A helpful reader sends along the following information about the offense of “structuring”, which federal investigators are reportedly looking at closely in connection with the Spitzer affair:
If Spitzer structured cash transactions to evade reporting requirements, he may be guilty of a felony. 31 U.S.C. 5324 prohibits certain actions by any person who acts with the purpose of evading the reporting requirements of Section 5313 (Currency Transaction Reports). The definition of structuring for purposes of currency transaction reporting is found at 31 C.F.R. 103.11(gg). The elements of the structuring regulations are:
A person acting alone, in conjunction with others, or on behalf of others,
Conducts or attempts to conduct,One or more transactions in currency,
In any amount,
At one or more financial institutions,
On one or more days,
For the purpose of evading the reporting requirements of 31 C.F.R. 103.22 (requiring CTRs).
The definition is specifically written to include those transactions which occur beyond a single business day and transactions which are conducted through more than one financial institution, but only if the purpose of the transaction(s) is to evade the reporting requirements.
The reader adds: “The IRS Manual on the BSA structuring provisions is here.”
More: Kerr @ Volokh, WLS @ Patterico, Daniel Gross @ Slate , Mark Steyn (“Almost every white-collar federal offense – wire fraud, mail fraud – boils down to ‘paying for the train ticket'”), American Lawyer, ABC News, as well as my new piece @ NRO.
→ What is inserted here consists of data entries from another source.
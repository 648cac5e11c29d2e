mod handle;
mod messages;
mod runner;

pub use handle::SchedulerHandle;
pub use messages::{JobStatus, SchedulerError};
pub(super) use messages::SchedulerMessage;
pub(super) use runner::SchedulerActor;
Yet more, from Eric Turkewitz: “It seems likely that an amount in excess of $10,000 must be at issue if this is what was being investigated, which means more of a mess than Eliot already has. And to tickle the bank to act, it may be a sum well in excess of that amount, because I wouldn’t think an investigation would be opened if they simply saw two transactions of, say, $6,000 each a few days apart. There could be substantially more at play here.”
5 Comments
Love how this gets “enhanced” press coverage but the current administration’s laundry list of alleged crimes gets nothing.
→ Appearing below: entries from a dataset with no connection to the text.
use axum::{
    extract::{Path, Query, State},
    http::StatusCode,
    Json,
};

use crate::auth::AuthUser;
use crate::error::AppResult;
use crate::models::{
    Action, ChangePassword, CreatedUser, Group, GroupFilter, LoginRequest, LoginResponse,
    MessageResponse, NewGroup, NewPasswordRequest, NewPasswordResponse, NewUser, Page, PageParams,
    Perm, Permission, PermissionFilter, RefreshRequest, UpdateGroup, UpdateUser, User, UserFilter,
};
use crate::state::AppState;

const fn user_perm(action: Action) -> Perm {
    Perm::new("auth", "user", action)
}

const fn group_perm(action: Action) -> Perm {
    Perm::new("auth", "group", action)
}

#[utoipa::path(
    post,
    path = "/api/v1/auth/login/",
    tag = "auth",
    request_body = LoginRequest,
    responses(
        (status = 200, description = "Token pair and profile", body = LoginResponse),
        (status = 401, description = "Wrong username or password")
    )
)]
pub async fn login(
    State(state): State<AppState>,
    Json(payload): Json<LoginRequest>,
) -> AppResult<Json<LoginResponse>> {
    let response = state.auth.login(&payload.username, &payload.password).await?;
    Ok(Json(response))
}

#[utoipa::path(
    post,
    path = "/api/v1/auth/refresh-token/",
    tag = "auth",
    request_body = RefreshRequest,
    responses(
        (status = 200, description = "New token pair", body = LoginResponse),
        (status = 401, description = "Invalid refresh token")
    )
)]
pub async fn refresh_token(
    State(state): State<AppState>,
    Json(payload): Json<RefreshRequest>,
) -> AppResult<Json<LoginResponse>> {
    let response = state.auth.refresh(&payload.refresh_token).await?;
    Ok(Json(response))
}

#[utoipa::path(
    post,
    path = "/api/v1/auth/logout/",
    tag = "auth",
    responses((status = 200, description = "Logged out", body = MessageResponse))
)]
pub async fn logout(
    State(state): State<AppState>,
    user: AuthUser,
) -> AppResult<Json<MessageResponse>> {
    Ok(Json(state.auth.logout(&user).await?))
}

#[utoipa::path(
    post,
    path = "/api/v1/auth/users/",
    tag = "auth",
    request_body = NewUser,
    responses(
        (status = 201, description = "User created", body = CreatedUser),
        (status = 400, description = "Validation errors")
    )
)]
pub async fn create_user(
    State(state): State<AppState>,
    user: AuthUser,
    Json(payload): Json<NewUser>,
) -> AppResult<(StatusCode, Json<CreatedUser>)> {
    user.require(&[user_perm(Action::Add)])?;
    let created = state.users.create_user(&user, payload).await?;
    Ok((StatusCode::CREATED, Json(created)))
}

#[utoipa::path(
    get,
    path = "/api/v1/auth/users/",
    tag = "auth",
    params(UserFilter, PageParams),
    responses((status = 200, description = "Users, newest first", body = inline(Page<User>)))
)]
pub async fn list_users(
    State(state): State<AppState>,
    user: AuthUser,
    Query(filter): Query<UserFilter>,
    Query(page): Query<PageParams>,
) -> AppResult<Json<Page<User>>> {
    user.require(&[user_perm(Action::View)])?;
    Ok(Json(state.users.list_users(&filter, page).await?))
}

#[utoipa::path(
    get,
    path = "/api/v1/auth/users/{id}/",
    tag = "auth",
    params(("id" = i64, Path, description = "User id")),
    responses(
        (status = 200, description = "User", body = User),
        (status = 404, description = "User not found")
    )
)]
pub async fn get_user(
    State(state): State<AppState>,
    user: AuthUser,
    Path(id): Path<i64>,
) -> AppResult<Json<User>> {
    user.require(&[user_perm(Action::View)])?;
    Ok(Json(state.users.get_user(id).await?))
}

#[utoipa::path(
    patch,
    path = "/api/v1/auth/users/{id}/",
    tag = "auth",
    params(("id" = i64, Path, description = "User id")),
    request_body = UpdateUser,
    responses(
        (status = 200, description = "Updated user", body = User),
        (status = 404, description = "User not found")
    )
)]
pub async fn update_user(
    State(state): State<AppState>,
    user: AuthUser,
    Path(id): Path<i64>,
    Json(payload): Json<UpdateUser>,
) -> AppResult<Json<User>> {
    user.require(&[user_perm(Action::Edit)])?;
    Ok(Json(state.users.update_user(&user, id, payload).await?))
}

/// Change the caller's own password
#[utoipa::path(
    patch,
    path = "/api/v1/auth/users/me/password/",
    tag = "auth",
    request_body = ChangePassword,
    responses(
        (status = 200, description = "Password changed", body = MessageResponse),
        (status = 400, description = "Current password is wrong")
    )
)]
pub async fn change_password(
    State(state): State<AppState>,
    user: AuthUser,
    Json(payload): Json<ChangePassword>,
) -> AppResult<Json<MessageResponse>> {
    Ok(Json(state.users.change_password(&user, payload).await?))
}

/// Generate a new random password for a user and return it once
#[utoipa::path(
    post,
    path = "/api/v1/auth/send-new-password/",
    tag = "auth",
    request_body = NewPasswordRequest,
    responses(
        (status = 200, description = "The new password", body = NewPasswordResponse),
        (status = 404, description = "User not found")
    )
)]
pub async fn send_new_password(
    State(state): State<AppState>,
    user: AuthUser,
    Json(payload): Json<NewPasswordRequest>,
) -> AppResult<Json<NewPasswordResponse>> {
    user.require(&[user_perm(Action::Edit)])?;
    Ok(Json(state.users.new_password(&user, payload.user_id).await?))
}

#[utoipa::path(
    post,
    path = "/api/v1/auth/groups/",
    tag = "auth",
    request_body = NewGroup,
    responses(
        (status = 201, description = "Group created", body = Group),
        (status = 400, description = "Validation errors")
    )
)]
pub async fn create_group(
    State(state): State<AppState>,
    user: AuthUser,
    Json(payload): Json<NewGroup>,
) -> AppResult<(StatusCode, Json<Group>)> {
    user.require(&[group_perm(Action::Add)])?;
    let group = state.users.create_group(&user, payload).await?;
    Ok((StatusCode::CREATED, Json(group)))
}

#[utoipa::path(
    get,
    path = "/api/v1/auth/groups/",
    tag = "auth",
    params(GroupFilter, PageParams),
    responses((status = 200, description = "Groups with their permissions", body = inline(Page<Group>)))
)]
pub async fn list_groups(
    State(state): State<AppState>,
    user: AuthUser,
    Query(filter): Query<GroupFilter>,
    Query(page): Query<PageParams>,
) -> AppResult<Json<Page<Group>>> {
    user.require(&[group_perm(Action::View)])?;
    Ok(Json(state.users.list_groups(&filter, page).await?))
}

#[utoipa::path(
    get,
    path = "/api/v1/auth/groups/{id}/",
    tag = "auth",
    params(("id" = i64, Path, description = "Group id")),
    responses(
        (status = 200, description = "Group", body = Group),
        (status = 404, description = "Group not found")
    )
)]
pub async fn get_group(
    State(state): State<AppState>,
    user: AuthUser,
    Path(id): Path<i64>,
) -> AppResult<Json<Group>> {
    user.require(&[group_perm(Action::View)])?;
    Ok(Json(state.users.get_group(id).await?))
}

#[utoipa::path(
    patch,
    path = "/api/v1/auth/groups/{id}/",
    tag = "auth",
    params(("id" = i64, Path, description = "Group id")),
    request_body = UpdateGroup,
    responses(
        (status = 200, description = "Updated group", body = Group),
        (status = 404, description = "Group not found")
    )
)]
pub async fn update_group(
    State(state): State<AppState>,
    user: AuthUser,
    Path(id): Path<i64>,
    Json(payload): Json<UpdateGroup>,
) -> AppResult<Json<Group>> {
    user.require(&[group_perm(Action::Edit)])?;
    Ok(Json(state.users.update_group(&user, id, payload).await?))
}

#[utoipa::path(
    get,
    path = "/api/v1/auth/permissions/",
    tag = "auth",
    params(PermissionFilter),
    responses((status = 200, description = "Permission catalogue", body = [Permission]))
)]
pub async fn list_permissions(
    State(state): State<AppState>,
    user: AuthUser,
    Query(filter): Query<PermissionFilter>,
) -> AppResult<Json<Vec<Permission>>> {
    user.require(&[Perm::new("auth", "permission", Action::View)])?;
    Ok(Json(state.users.list_permissions(&filter).await?))
}

#[cfg(test)]
mod tests {
    use axum::http::StatusCode;
    use serde_json::json;

    use crate::api::handlers::test_support::{app, login, send};
    use crate::models::{Action, Perm};
    use crate::testing::Fixtures;

    #[tokio::test]
    async fn test_login_logout_flow() {
        let (app, state) = app().await;
        let group = Fixtures::group(&state.db, "TI", &[]).await;
        Fixtures::user_in_group(&state.db, "ana", group).await;

        let (status, body) = send(
            &app,
            "POST",
            "/api/v1/auth/login/",
            None,
            Some(json!({"username": "ana", "password": "wrong"})),
        )
        .await;
        assert_eq!(status, StatusCode::UNAUTHORIZED);
        assert_eq!(body, json!("Usuário ou senha incorreto"));

        let token = login(&app, "ana").await;
        let (status, body) = send(&app, "POST", "/api/v1/auth/logout/", Some(&token), None).await;
        assert_eq!(status, StatusCode::OK);
        assert_eq!(body, json!({"message": "logout"}));

        let (status, body) = send(&app, "POST", "/api/v1/auth/logout/", Some(&token), None).await;
        assert_eq!(status, StatusCode::UNAUTHORIZED);
        assert_eq!(body, json!("Não foi possível validar as credenciais"));
    }

    #[tokio::test]
    async fn test_user_routes_check_permissions() {
        let (app, state) = app().await;
        let viewers = Fixtures::group(
            &state.db,
            "VIEW",
            &[Perm::new("auth", "user", Action::View)],
        )
        .await;
        Fixtures::user_in_group(&state.db, "ana", viewers).await;
        let token = login(&app, "ana").await;

        let (status, body) = send(&app, "GET", "/api/v1/auth/users/", Some(&token), None).await;
        assert_eq!(status, StatusCode::OK);
        assert_eq!(body["total"], 1);
        assert_eq!(body["page"], 1);
        assert_eq!(body["size"], 15);

        let (status, body) = send(
            &app,
            "POST",
            "/api/v1/auth/users/",
            Some(&token),
            Some(json!({"username": "bia", "email": "bia@example.com"})),
        )
        .await;
        assert_eq!(status, StatusCode::UNAUTHORIZED);
        assert_eq!(body, json!("Não permitido"));

        let (status, _) = send(&app, "GET", "/api/v1/auth/users/?size=101", Some(&token), None).await;
        assert_eq!(status, StatusCode::BAD_REQUEST);

        let (status, body) = send(&app, "GET", "/api/v1/auth/users/999/", Some(&token), None).await;
        assert_eq!(status, StatusCode::NOT_FOUND);
        assert_eq!(body["field"], "userId");
    }

    #[tokio::test]
    async fn test_change_own_password() {
        let (app, state) = app().await;
        let group = Fixtures::group(&state.db, "TI", &[]).await;
        Fixtures::user_in_group(&state.db, "ana", group).await;
        let token = login(&app, "ana").await;

        let (status, body) = send(
            &app,
            "PATCH",
            "/api/v1/auth/users/me/password/",
            Some(&token),
            Some(json!({"currentPassword": "nope", "newPassword": "n3w-secret"})),
        )
        .await;
        assert_eq!(status, StatusCode::BAD_REQUEST);
        assert_eq!(body[0]["field"], "password");
    }
}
Two $6000 wire transactions done at the same time to a single recipient would be enough to trigger a mandatory Suspicious Activity Report by a bank. It’s entirely possible that Spitzer was unaware of SARs: these are arcane federal regulations he had nothing to do with as AG, and if he were aware of the obviousness of the structuring, he’d surely know that the SAR would attract much more scrutiny than the CTR he was evading.
I don’t think it’s plausible that Spitzer could have been unaware of Suspicious Activity Reports and their role in law enforcement. Per Wednesday’s NYT, “When he was New York State’s attorney general, Mr. Spitzer himself used the reports to make his cases.”
I sort of agree with Ted. As a former bank employee, we would be required to file an SAR if there were multiple deposits to an account for more than $10K from one particular entity to another entity within a “illogical timeframe” involving cash. If we saw anything whatsoever that was suspicious, we would have to report it.
One of the pieces of information given through the media here in Albany is that the monies were transfered to a dummy corporation first. It was not a direct payment from Spitzer to the Emperor’s Club. That has been made apparent. Also, if the money he spent was sent thru a wire transfer from the dummy business to Emperor’s, then a CTR (nor a SAR realistically) is not required by the bank for the dummy business (nor his own I would assume. would you question Donald Trump everytine he made a large transfer of funds?). Many companies do multi-million dollar deals with others. For bookkeeping references, they may request to submit 10 or more transfers to indicate what each payment is for. One company may submit a $1.2M transfer for the sale of a property, another $600K for the building, and $150K for other values associated. Over the course of one business day, you may see three seperate transfers for $1.95M. If you submitted a SAR everytime this happened, the IRS would be caught up in a backlog of data. Spitzer is/was the governor. He made other purchases you and I make everyday. My belief is that there is some other evidence out there implicating him. But it is too early to tell right now what the government has on the situation. We obviously do not know all the facts, other than what the media is telling us.
Avoiding use of credit cards can easily be construed as structuring because a paper trail was not left. There is no minimum limit to any transaction. Any government prosecuter can obtain a conviction at will on anyone who has used cash to pay for an item, no matter how small.
Credit card issuers are notoriously fraudulant with fees and charges. Some people avoid their use.
The purchase of a cold drink at a McDonalds with cash is structuring and it is punishable by five years in prison.